WORK INSTRUCTION
Write the material out again, line by line, exactly as it is.

RECORDS SHOWN
//! Plate locator: finds a plate-shaped region in a still image and turns it
//! into the binary image handed to the OCR engine.
//!
//! The chain is grayscale, histogram equalization, gaussian blur, canny,
//! dilation, outer contours, bounding boxes filtered by aspect ratio and size.
//! The largest surviving box wins; with no survivor the whole image is used.

use image::{GrayImage, Luma, RgbImage, imageops::{self, FilterType}};
use imageproc::{ contours::{self, BorderType}, contrast, distance_transform::Norm, edges, filter, morphology::{self, Mask}, point::Point, rect::Rect };
use tracing::{debug, warn};

use crate::config::LocatorConfig;

/// Outcome of the plate search. `Fallback` means no contour passed the filter
/// and the whole input stands in for the plate.
#[derive(Debug, Clone, PartialEq)]
pub enum PlateRegion {
    Located { rect: Rect, image: RgbImage },
    Fallback(RgbImage),
}

impl PlateRegion {

    pub fn image(&self) -> &RgbImage {
        match self {
            PlateRegion::Located { image, .. } => image,
            PlateRegion::Fallback(image) => image,
        }
    }

    pub fn rect(&self) -> Option<Rect> {
        match self {
            PlateRegion::Located { rect, .. } => Some(*rect),
            PlateRegion::Fallback(_) => None,
        }
    }

    pub fn is_located(&self) -> bool {
        self.rect().is_some()
    }
}

/// A plate region after upscaling and binarization.
#[derive(Debug, Clone, PartialEq)]
pub struct LocatedPlate {
    pub region: PlateRegion,
    /// upscaled region (or whole image)
    pub upscaled: RgbImage,
    /// white strokes on black, ready for OCR
    pub binary: GrayImage,
}

/// Run the full locator chain on `img`.
pub fn preprocess(img: &RgbImage, config: &LocatorConfig) -> LocatedPlate {
    let region = locate_plate(img, config);
    let upscaled = upscale(region.image(), config.upscale);
    let binary = binarize(&upscaled, config);
    LocatedPlate { region, upscaled, binary }
}

/// Pick the largest plate-shaped contour box, or fall back to the whole image.
pub fn locate_plate(img: &RgbImage, config: &LocatorConfig) -> PlateRegion {
    let candidates = candidate_regions(img, config);
    debug!("{} plate-shaped candidates", candidates.len());
    match select_largest(&candidates) {
        Some(rect) => {
            let image = imageops::crop_imm(img, rect.left() as u32, rect.top() as u32, rect.width(), rect.height()).to_image();
            PlateRegion::Located { rect, image }
        },
        None => {
            warn!("no suitable contour detected, using the entire image");
            PlateRegion::Fallback(img.clone())
        }
    }
}

/// Binary edge map: equalized, blurred, canny, one 3x3 dilation.
pub fn edge_map(img: &RgbImage, config: &LocatorConfig) -> GrayImage {
    let gray = imageops::grayscale(img);
    let equalized = contrast::equalize_histogram(&gray);
    let blurred = gaussian_blur(&equalized, config.blur_kernel);
    let edges = edges::canny(&blurred, config.canny_low, config.canny_high);
    morphology::dilate(&edges, Norm::LInf, 1)
}

/// Bounding boxes of the outer contours of the edge map that look like a plate,
/// in contour order.
pub fn candidate_regions(img: &RgbImage, config: &LocatorConfig) -> Vec<Rect> {
    let edges = edge_map(img, config);
    contours::find_contours::<i32>(&edges)
        .iter()
        .filter(|contour| matches!(contour.border_type, BorderType::Outer) && contour.parent.is_none())
        .filter_map(|contour| bounding_rect(&contour.points))
        .filter(|rect| is_plate_shaped(rect, config))
        .collect()
}

/// Smallest axis-aligned rectangle containing every point.
pub fn bounding_rect(points: &[Point<i32>]) -> Option<Rect> {
    let first = points.first()?;
    let (mut min_x, mut min_y, mut max_x, mut max_y) = (first.x, first.y, first.x, first.y);
    for p in points {
        min_x = min_x.min(p.x);
        min_y = min_y.min(p.y);
        max_x = max_x.max(p.x);
        max_y = max_y.max(p.y);
    }
    let width = (max_x - min_x + 1) as u32;
    let height = (max_y - min_y + 1) as u32;
    Some(Rect::at(min_x, min_y).of_size(width, height))
}

pub fn is_plate_shaped(rect: &Rect, config: &LocatorConfig) -> bool {
    let aspect = rect.width() as f32 / rect.height() as f32;
    config.min_aspect < aspect && aspect < config.max_aspect
        && rect.width() > config.min_width
        && rect.height() > config.min_height
}

/// Largest box by area; the earlier box wins a tie.
pub fn select_largest(candidates: &[Rect]) -> Option<Rect> {
    candidates.iter().fold(None, |best: Option<Rect>, rect| {
        match best {
            Some(b) if area(&b) >= area(rect) => Some(b),
            _ => Some(*rect),
        }
    })
}

fn area(rect: &Rect) -> u64 {
    rect.width() as u64 * rect.height() as u64
}

/// Bilinear resize by `factor`, rounding the output size.
pub fn upscale(img: &RgbImage, factor: f32) -> RgbImage {
    let (width, height) = img.dimensions();
    let width = ((width as f32 * factor).round() as u32).max(1);
    let height = ((height as f32 * factor).round() as u32).max(1);
    imageops::resize(img, width, height, FilterType::Triangle)
}

/// Grayscale, inverted adaptive threshold, then a small dilation to rejoin
/// strokes broken by the threshold.
pub fn binarize(img: &RgbImage, config: &LocatorConfig) -> GrayImage {
    let gray = imageops::grayscale(img);
    let binary = adaptive_threshold_inv(&gray, config.threshold_block, config.threshold_offset);
    join_strokes(&binary, config.join_kernel)
}

/// Pixels brighter than the gaussian-weighted local mean minus `offset` go to 0,
/// the rest to 255.
pub fn adaptive_threshold_inv(gray: &GrayImage, block: u32, offset: i16) -> GrayImage {
    let mean = gaussian_blur(gray, block);
    GrayImage::from_fn(gray.width(), gray.height(), |x, y| {
        let src = gray.get_pixel(x, y)[0] as i16;
        let threshold = mean.get_pixel(x, y)[0] as i16 - offset;
        if src > threshold { Luma([0]) } else { Luma([255]) }
    })
}

fn join_strokes(binary: &GrayImage, size: u8) -> GrayImage {
    if size < 2 {
        return binary.clone();
    }
    let element = GrayImage::from_pixel(size as u32, size as u32, Luma([255]));
    let mask = Mask::from_image(&element, size / 2, size / 2);
    morphology::grayscale_dilate(binary, &mask)
}

/// Sigma of a gaussian kernel of side `ksize`, derived the way OpenCV does
/// when no sigma is given.
pub fn kernel_sigma(ksize: u32) -> f32 {
    0.3 * ((ksize as f32 - 1.0) * 0.5 - 1.0) + 0.8
}

/// Normalized 1-D gaussian of exactly `ksize` taps. Small odd sizes use the
/// fixed binomial tables OpenCV's `getGaussianKernel` uses.
pub fn gaussian_kernel(ksize: u32) -> Vec<f32> {
    match ksize {
        0 | 1 => vec![1.0],
        3 => vec![0.25, 0.5, 0.25],
        5 => vec![0.0625, 0.25, 0.375, 0.25, 0.0625],
        7 => vec![0.03125, 0.109375, 0.21875, 0.28125, 0.21875, 0.109375, 0.03125],
        _ => {
            let sigma = kernel_sigma(ksize);
            let center = (ksize as f32 - 1.0) / 2.0;
            let taps: Vec<f32> = (0..ksize)
                .map(|i| {
                    let d = i as f32 - center;
                    (-(d * d) / (2.0 * sigma * sigma)).exp()
                })
                .collect();
            let sum: f32 = taps.iter().sum();
            taps.into_iter().map(|t| t / sum).collect()
        }
    }
}

/// Gaussian blur with a `ksize` x `ksize` window.
pub fn gaussian_blur(gray: &GrayImage, ksize: u32) -> GrayImage {
    filter::separable_filter_equal(gray, &gaussian_kernel(ksize))
}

WRITTEN SOLUTION
//! Plate locator: finds a plate-shaped region in a still image and turns it
//! into the binary image handed to the OCR engine.
//!
//! The chain is grayscale, histogram equalization, gaussian blur, canny,
//! dilation, outer contours, bounding boxes filtered by aspect ratio and size.
//! The largest surviving box wins; with no survivor the whole image is used.

use image::{GrayImage, Luma, RgbImage, imageops::{self, FilterType}};
use imageproc::{ contours::{self, BorderType}, contrast, distance_transform::Norm, edges, filter, morphology::{self, Mask}, point::Point, rect::Rect };
use tracing::{debug, warn};

use crate::config::LocatorConfig;

/// Outcome of the plate search. `Fallback` means no contour passed the filter
/// and the whole input stands in for the plate.
#[derive(Debug, Clone, PartialEq)]
pub enum PlateRegion {
    Located { rect: Rect, image: RgbImage },
    Fallback(RgbImage),
}

impl PlateRegion {

    pub fn image(&self) -> &RgbImage {
        match self {
            PlateRegion::Located { image, .. } => image,
            PlateRegion::Fallback(image) => image,
        }
    }

    pub fn rect(&self) -> Option<Rect> {
        match self {
            PlateRegion::Located { rect, .. } => Some(*rect),
            PlateRegion::Fallback(_) => None,
        }
    }

    pub fn is_located(&self) -> bool {
        self.rect().is_some()
    }
}

/// A plate region after upscaling and binarization.
#[derive(Debug, Clone, PartialEq)]
pub struct LocatedPlate {
    pub region: PlateRegion,
    /// upscaled region (or whole image)
    pub upscaled: RgbImage,
    /// white strokes on black, ready for OCR
    pub binary: GrayImage,
}

/// Run the full locator chain on `img`.
pub fn preprocess(img: &RgbImage, config: &LocatorConfig) -> LocatedPlate {
    let region = locate_plate(img, config);
    let upscaled = upscale(region.image(), config.upscale);
    let binary = binarize(&upscaled, config);
    LocatedPlate { region, upscaled, binary }
}

/// Pick the largest plate-shaped contour box, or fall back to the whole image.
pub fn locate_plate(img: &RgbImage, config: &LocatorConfig) -> PlateRegion {
    let candidates = candidate_regions(img, config);
    debug!("{} plate-shaped candidates", candidates.len());
    match select_largest(&candidates) {
        Some(rect) => {
            let image = imageops::crop_imm(img, rect.left() as u32, rect.top() as u32, rect.width(), rect.height()).to_image();
            PlateRegion::Located { rect, image }
        },
        None => {
            warn!("no suitable contour detected, using the entire image");
            PlateRegion::Fallback(img.clone())
        }
    }
}

/// Binary edge map: equalized, blurred, canny, one 3x3 dilation.
pub fn edge_map(img: &RgbImage, config: &LocatorConfig) -> GrayImage {
    let gray = imageops::grayscale(img);
    let equalized = contrast::equalize_histogram(&gray);
    let blurred = gaussian_blur(&equalized, config.blur_kernel);
    let edges = edges::canny(&blurred, config.canny_low, config.canny_high);
    morphology::dilate(&edges, Norm::LInf, 1)
}

/// Bounding boxes of the outer contours of the edge map that look like a plate,
/// in contour order.
pub fn candidate_regions(img: &RgbImage, config: &LocatorConfig) -> Vec<Rect> {
    let edges = edge_map(img, config);
    contours::find_contours::<i32>(&edges)
        .iter()
        .filter(|contour| matches!(contour.border_type, BorderType::Outer) && contour.parent.is_none())
        .filter_map(|contour| bounding_rect(&contour.points))
        .filter(|rect| is_plate_shaped(rect, config))
        .collect()
}

/// Smallest axis-aligned rectangle containing every point.
pub fn bounding_rect(points: &[Point<i32>]) -> Option<Rect> {
    let first = points.first()?;
    let (mut min_x, mut min_y, mut max_x, mut max_y) = (first.x, first.y, first.x, first.y);
    for p in points {
        min_x = min_x.min(p.x);
        min_y = min_y.min(p.y);
        max_x = max_x.max(p.x);
        max_y = max_y.max(p.y);
    }
    let width = (max_x - min_x + 1) as u32;
    let height = (max_y - min_y + 1) as u32;
    Some(Rect::at(min_x, min_y).of_size(width, height))
}

pub fn is_plate_shaped(rect: &Rect, config: &LocatorConfig) -> bool {
    let aspect = rect.width() as f32 / rect.height() as f32;
    config.min_aspect < aspect && aspect < config.max_aspect
        && rect.width() > config.min_width
        && rect.height() > config.min_height
}

/// Largest box by area; the earlier box wins a tie.
pub fn select_largest(candidates: &[Rect]) -> Option<Rect> {
    candidates.iter().fold(None, |best: Option<Rect>, rect| {
        match best {
            Some(b) if area(&b) >= area(rect) => Some(b),
            _ => Some(*rect),
        }
    })
}

fn area(rect: &Rect) -> u64 {
    rect.width() as u64 * rect.height() as u64
}

/// Bilinear resize by `factor`, rounding the output size.
pub fn upscale(img: &RgbImage, factor: f32) -> RgbImage {
    let (width, height) = img.dimensions();
    let width = ((width as f32 * factor).round() as u32).max(1);
    let height = ((height as f32 * factor).round() as u32).max(1);
    imageops::resize(img, width, height, FilterType::Triangle)
}

/// Grayscale, inverted adaptive threshold, then a small dilation to rejoin
/// strokes broken by the threshold.
pub fn binarize(img: &RgbImage, config: &LocatorConfig) -> GrayImage {
    let gray = imageops::grayscale(img);
    let binary = adaptive_threshold_inv(&gray, config.threshold_block, config.threshold_offset);
    join_strokes(&binary, config.join_kernel)
}

/// Pixels brighter than the gaussian-weighted local mean minus `offset` go to 0,
/// the rest to 255.
pub fn adaptive_threshold_inv(gray: &GrayImage, block: u32, offset: i16) -> GrayImage {
    let mean = gaussian_blur(gray, block);
    GrayImage::from_fn(gray.width(), gray.height(), |x, y| {
        let src = gray.get_pixel(x, y)[0] as i16;
        let threshold = mean.get_pixel(x, y)[0] as i16 - offset;
        if src > threshold { Luma([0]) } else { Luma([255]) }
    })
}

fn join_strokes(binary: &GrayImage, size: u8) -> GrayImage {
    if size < 2 {
        return binary.clone();
    }
    let element = GrayImage::from_pixel(size as u32, size as u32, Luma([255]));
    let mask = Mask::from_image(&element, size / 2, size / 2);
    morphology::grayscale_dilate(binary, &mask)
}

/// Sigma of a gaussian kernel of side `ksize`, derived the way OpenCV does
/// when no sigma is given.
pub fn kernel_sigma(ksize: u32) -> f32 {
    0.3 * ((ksize as f32 - 1.0) * 0.5 - 1.0) + 0.8
}

/// Normalized 1-D gaussian of exactly `ksize` taps. Small odd sizes use the
/// fixed binomial tables OpenCV's `getGaussianKernel` uses.
pub fn gaussian_kernel(ksize: u32) -> Vec<f32> {
    match ksize {
        0 | 1 => vec![1.0],
        3 => vec![0.25, 0.5, 0.25],
        5 => vec![0.0625, 0.25, 0.375, 0.25, 0.0625],
        7 => vec![0.03125, 0.109375, 0.21875, 0.28125, 0.21875, 0.109375, 0.03125],
        _ => {
            let sigma = kernel_sigma(ksize);
            let center = (ksize as f32 - 1.0) / 2.0;
            let taps: Vec<f32> = (0..ksize)
                .map(|i| {
                    let d = i as f32 - center;
                    (-(d * d) / (2.0 * sigma * sigma)).exp()
                })
                .collect();
            let sum: f32 = taps.iter().sum();
            taps.into_iter().map(|t| t / sum).collect()
        }
    }
}

/// Gaussian blur with a `ksize` x `ksize` window.
pub fn gaussian_blur(gray: &GrayImage, ksize: u32) -> GrayImage {
    filter::separable_filter_equal(gray, &gaussian_kernel(ksize))
}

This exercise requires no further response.